EZGenerator is a web design program created by Image-Line. The program is intended to be accessible to users with no experience in code such as HTML or CSS, and displays results in a WYSIWYG manner. EZGenerator is available for Windows operating systems. As of February 21, 2017, EZGenerator is no longer being developed, nor is it available to download unless done by an existing customer through their personal licenses page.

==History==
EZGenerator was initially developed for Image-Line software in order for the company to maintain and set-up their own websites, such as the website for FL Studio and SampleFusion.com.
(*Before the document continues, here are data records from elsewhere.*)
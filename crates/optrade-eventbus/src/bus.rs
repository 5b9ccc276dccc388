//! The bus itself: per-`(subscriber_id, event_type)` bounded channels so
//! each subscription sees its own events strictly in publish order, while
//! distinct subscriptions fan out independently with no cross-ordering
//! promise. A single shared `tokio::sync::broadcast` channel cannot
//! express this tradeoff (`broadcast` is one global ordered log read by
//! every subscriber; a per-subscriber channel is the only way to give
//! each subscription its own order without forcing a global one).

use crate::event::{Event, EventType};
use async_trait::async_trait;
use optrade_telemetry::metrics::EVENTBUS_HANDLER_TOTAL;
use std::sync::Arc;
use std::time::Duration;
use tokio::sync::mpsc;
use tokio_util::sync::CancellationToken;
use tracing::warn;

const DEFAULT_CHANNEL_CAPACITY: usize = 256;
const DEFAULT_HANDLER_TIMEOUT: Duration = Duration::from_secs(30);

/// A handler invoked once per delivered event. Implementors should be
/// cheap to clone (wrap any expensive state in an `Arc` internally) since
/// the bus holds one `Arc<dyn EventHandler>` per subscription for the life
/// of that subscription.
#[async_trait]
pub trait EventHandler: Send + Sync + 'static {
    async fn handle(&self, event: Event);
}

/// A predicate a subscription can use to narrow delivery within an event
/// type, e.g. "only candles for this symbol".
pub type Filter = Arc<dyn Fn(&Event) -> bool + Send + Sync>;

struct Subscription {
    subscriber_id: String,
    event_type: EventType,
    filter: Option<Filter>,
    tx: mpsc::Sender<Event>,
}

/// A live subscription. Dropping this without calling [`cancel`](Self::cancel)
/// leaves the dispatch task running in the background; call `cancel` to
/// tear it down deterministically (e.g. during Orchestrator shutdown).
pub struct SubscriptionHandle {
    subscriber_id: String,
    cancel: CancellationToken,
    join: tokio::task::JoinHandle<()>,
}

impl SubscriptionHandle {
    /// Immediate, forceful teardown: abort the dispatch task without
    /// waiting for in-flight work or queued events. Fine for tests and
    /// any caller that doesn't need the events already queued on this
    /// subscription to be delivered.
    pub fn cancel(self) {
        self.cancel.cancel();
        self.join.abort();
    }

    /// Graceful teardown for Orchestrator shutdown (`spec.md` §4.12):
    /// stop accepting new events, let the dispatch task drain whatever is
    /// already queued on this subscription's channel, and wait up to
    /// `grace_period` for it to finish before giving up. On timeout the
    /// task is left to finish on its own rather than aborted mid-handler.
    pub async fn cancel_and_drain(self, grace_period: Duration) {
        self.cancel.cancel();
        if tokio::time::timeout(grace_period, self.join).await.is_err() {
            warn!(
                subscriber_id = %self.subscriber_id,
                "dispatch task did not drain within the shutdown grace period"
            );
        }
    }
}

/// Typed multi-subscriber pub/sub. `publish` is non-blocking: it enqueues
/// onto each matching subscription's channel and returns immediately. A
/// full channel (a slow handler) drops the event for that subscription
/// with a warning rather than blocking the publisher.
pub struct EventBus {
    subscriptions: dashmap::DashMap<EventType, Vec<Subscription>>,
    channel_capacity: usize,
    handler_timeout: Duration,
}

impl EventBus {
    pub fn new() -> Self {
        Self {
            subscriptions: dashmap::DashMap::new(),
            channel_capacity: DEFAULT_CHANNEL_CAPACITY,
            handler_timeout: DEFAULT_HANDLER_TIMEOUT,
        }
    }

    pub fn with_capacity_and_timeout(channel_capacity: usize, handler_timeout: Duration) -> Self {
        Self {
            subscriptions: dashmap::DashMap::new(),
            channel_capacity,
            handler_timeout,
        }
    }

    /// Subscribe `handler` to `event_type` under `subscriber_id`. Events
    /// for which `filter` (if given) returns `false` are never enqueued to
    /// this subscription. Returns a handle that owns the dispatch task.
    pub fn subscribe<H>(
        &self,
        event_type: EventType,
        subscriber_id: impl Into<String>,
        handler: H,
        filter: Option<Filter>,
    ) -> SubscriptionHandle
    where
        H: EventHandler,
    {
        let subscriber_id = subscriber_id.into();
        let (tx, rx) = mpsc::channel(self.channel_capacity);
        let cancel = CancellationToken::new();
        let task_cancel = cancel.clone();
        let handler = Arc::new(handler);
        let timeout = self.handler_timeout;
        let dispatch_subscriber_id = subscriber_id.clone();
        let handle_subscriber_id = subscriber_id.clone();

        let join = tokio::spawn(dispatch_loop(
            rx,
            handler,
            task_cancel,
            timeout,
            dispatch_subscriber_id,
        ));

        self.subscriptions
            .entry(event_type)
            .or_default()
            .push(Subscription {
                subscriber_id,
                event_type,
                filter,
                tx,
            });

        SubscriptionHandle { subscriber_id: handle_subscriber_id, cancel, join }
    }

    /// Enqueue `event` to every subscription whose `event_type` matches
    /// and whose filter (if any) accepts it. Non-blocking.
    pub fn publish(&self, event: Event) {
        let event_type = event.event_type();
        let Some(subs) = self.subscriptions.get(&event_type) else {
            return;
        };
        for sub in subs.iter() {
            if let Some(filter) = &sub.filter {
                if !filter(&event) {
                    continue;
                }
            }
            match sub.tx.try_send(event.clone()) {
                Ok(()) => {}
                Err(mpsc::error::TrySendError::Full(_)) => {
                    warn!(
                        subscriber_id = %sub.subscriber_id,
                        event_type = ?event_type,
                        "subscription channel full, dropping event"
                    );
                }
                Err(mpsc::error::TrySendError::Closed(_)) => {
                    warn!(
                        subscriber_id = %sub.subscriber_id,
                        event_type = ?event_type,
                        "subscription channel closed, dropping event"
                    );
                }
            }
        }
    }
}

impl Default for EventBus {
    fn default() -> Self {
        Self::new()
    }
}

async fn dispatch_loop(
    mut rx: mpsc::Receiver<Event>,
    handler: Arc<dyn EventHandler>,
    cancel: CancellationToken,
    timeout: Duration,
    subscriber_id: String,
) {
    loop {
        let event = tokio::select! {
            _ = cancel.cancelled() => {
                // Stop accepting new sends (`publish`'s `try_send` starts
                // observing a closed channel) but keep recv-ing: anything
                // already buffered is drained below before this task exits.
                rx.close();
                break;
            }
            maybe_event = rx.recv() => match maybe_event {
                Some(event) => event,
                None => return,
            },
        };
        dispatch_one(&handler, event, timeout, &subscriber_id).await;
    }
    while let Some(event) = rx.recv().await {
        dispatch_one(&handler, event, timeout, &subscriber_id).await;
    }
}

async fn dispatch_one(handler: &Arc<dyn EventHandler>, event: Event, timeout: Duration, subscriber_id: &str) {
    let event_type = event.event_type();
    let h = handler.clone();
    // Each delivery runs in its own task so a handler panic is contained
    // to this one delivery, never the dispatch loop itself.
    let delivery = tokio::spawn(async move { h.handle(event).await });
    let outcome = match tokio::time::timeout(timeout, delivery).await {
        Ok(Ok(())) => "ok",
        Ok(Err(_panic)) => {
            warn!(subscriber_id = %subscriber_id, event_type = ?event_type, "handler task panicked");
            "panic"
        }
        Err(_elapsed) => {
            warn!(subscriber_id = %subscriber_id, event_type = ?event_type, "handler timed out");
            "timeout"
        }
    };
    EVENTBUS_HANDLER_TOTAL
        .with_label_values(&[&format!("{event_type:?}"), outcome])
        .inc();
}

#[cfg(test)]
mod tests {
    use super::*;
    use optrade_core::{AssetClass, Price, Signal, SignalAction, SignalStrength, Symbol, Timeframe};
    use rust_decimal_macros::dec;
    use std::sync::atomic::{AtomicUsize, Ordering};
    use tokio::sync::Mutex;

    struct RecordingHandler {
        order: Arc<Mutex<Vec<u32>>>,
    }

    #[async_trait]
    impl EventHandler for RecordingHandler {
        async fn handle(&self, event: Event) {
            if let Event::SignalGenerated(signal) = event {
                let seq: u32 = signal
                    .metadata
                    .get("seq")
                    .and_then(|v| v.as_u64())
                    .unwrap_or_default() as u32;
                self.order.lock().await.push(seq);
            }
        }
    }

    fn signal_with_seq(seq: u32) -> Signal {
        let mut signal = Signal::new(
            "moving_average_cross",
            Symbol::new("NIFTY"),
            AssetClass::Index,
            SignalAction::EnterLong,
            SignalStrength::Strong,
            Price::new(dec!(23500)),
            Timeframe::M15,
            "2026-07-27T04:30:00Z".parse().unwrap(),
        );
        signal
            .metadata
            .insert("seq".to_string(), serde_json::json!(seq));
        signal
    }

    #[tokio::test]
    async fn test_single_subscription_preserves_publish_order() {
        let bus = EventBus::new();
        let order = Arc::new(Mutex::new(Vec::new()));
        let handler = RecordingHandler { order: order.clone() };
        let handle = bus.subscribe(EventType::SignalGenerated, "recorder", handler, None);

        for seq in 0..5 {
            bus.publish(Event::SignalGenerated(signal_with_seq(seq)));
        }
        tokio::time::sleep(Duration::from_millis(50)).await;
        handle.cancel();

        assert_eq!(*order.lock().await, vec![0, 1, 2, 3, 4]);
    }

    #[tokio::test]
    async fn test_filter_excludes_non_matching_events() {
        let bus = EventBus::new();
        let seen = Arc::new(AtomicUsize::new(0));
        let seen_handle = seen.clone();
        struct CountingHandler(Arc<AtomicUsize>);
        #[async_trait]
        impl EventHandler for CountingHandler {
            async fn handle(&self, _event: Event) {
                self.0.fetch_add(1, Ordering::SeqCst);
            }
        }
        let filter: Filter = Arc::new(|event| {
            matches!(event, Event::SignalGenerated(s) if s.symbol == Symbol::new("BANKNIFTY"))
        });
        let handle = bus.subscribe(
            EventType::SignalGenerated,
            "filtered",
            CountingHandler(seen_handle),
            Some(filter),
        );

        bus.publish(Event::SignalGenerated(signal_with_seq(0)));
        tokio::time::sleep(Duration::from_millis(30)).await;
        handle.cancel();

        assert_eq!(seen.load(Ordering::SeqCst), 0);
    }

    #[tokio::test]
    async fn test_publish_with_no_subscribers_does_not_panic() {
        let bus = EventBus::new();
        bus.publish(Event::SignalGenerated(signal_with_seq(0)));
    }

    #[tokio::test]
    async fn test_cancel_and_drain_delivers_already_queued_events() {
        let bus = EventBus::new();
        let order = Arc::new(Mutex::new(Vec::new()));
        let handler = RecordingHandler { order: order.clone() };
        let handle = bus.subscribe(EventType::SignalGenerated, "recorder", handler, None);

        for seq in 0..5 {
            bus.publish(Event::SignalGenerated(signal_with_seq(seq)));
        }
        // No sleep before tearing down: the events are still sitting in the
        // subscription's channel when shutdown begins, so this only passes
        // if cancel_and_drain actually drains the backlog rather than
        // cutting the dispatch task off at the moment it cancels.
        handle.cancel_and_drain(Duration::from_secs(1)).await;

        assert_eq!(*order.lock().await, vec![0, 1, 2, 3, 4]);
    }
}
The company eventually commercialized the program. Upon its release, EZGenerator was awarded 5/5 stars at Tucows As of June 2011, it was ranked #12 for web site tool downloads on CNET.

There have been four major version updates as of 2017. There was a one-time purchase to use the program, with no monthly fees. There was a yearly maintenance fee in order to continue downloading templates, etc. The free trial version contained an extra footer and a watermark on output.

Development was officially cancelled on February 21, 2017.

==System requirements==
EZGenerator works on Windows NT / 98 / 2000 / Me / XP / Win2K3 / Vista / 7 / 8 / 8.1. As of January 2011, it requires Pentium II or higher, and Internet Explorer v5.0 or higher. It also requires a screen resolution of 1024x768 pixels or higher, and a screen color mode of 16 bit (65536 colors) or higher.

==Product overview==
The program operates on the principle of WYSIWYG, (What You See Is What You Get), and allows for the creation of multiple websites by users with no technical skills or knowledge of HTML.

===Publishing===
EZGenerator uses FTP settings for publishing to the internet and uploading changes, meaning the websites can be hosted on any server or hosting company. There is a login feature that allows users to edit web-editable pages created from the program from any PC. Using FTP, the program also determines which files need to be uploaded for an update. The program has a test server so websites can be viewed before they are launched on their actual hosting accounts. EZGenerator is built in with tools to make it search engine friendly, with automatic meta descriptions, tags, and alt image tags, and file names for SEO.

===Creation===
The program includes a Wizard that allows users to pick a project type and complete a working website in 15 minutes or less. EZGenerator includes over 3,000 free web templates, and each one is customizable. Pages can also be built from scratch.

EZGenerator works with Google features such as Adwords, Google Checkout, Google Analytics, and Google Maps. It has an e-commerce model that allows for products and services to be listed in a catalog, and allows for accepting credit cards and PayPal payments via the site. Other features include a built in search function and hit counter, PHP contact pages with captchas, and RSS publisher, a calendar, and a guestbook, newsletter management, and interactive Flash polls for surveys. The websites can also be made into blogs and photo-blogs. The program generates its own XML sitemap for the websites.

- Media
Images are automatically scaled to be a web suitable format, and the program as built-in image editors to allow for cropping, text additions, manipulation of image properties, and effects. Images can be displayed in slideshows, image pop-ups, or thumbnail modes.

The program has a built-in podcasting and video-casting module. Flash media-players can display mp3s and video, and stream them directly from YouTube or Google Video.

==Support==
Image-line has an online support forum where employees post answers to questions within 24 hours.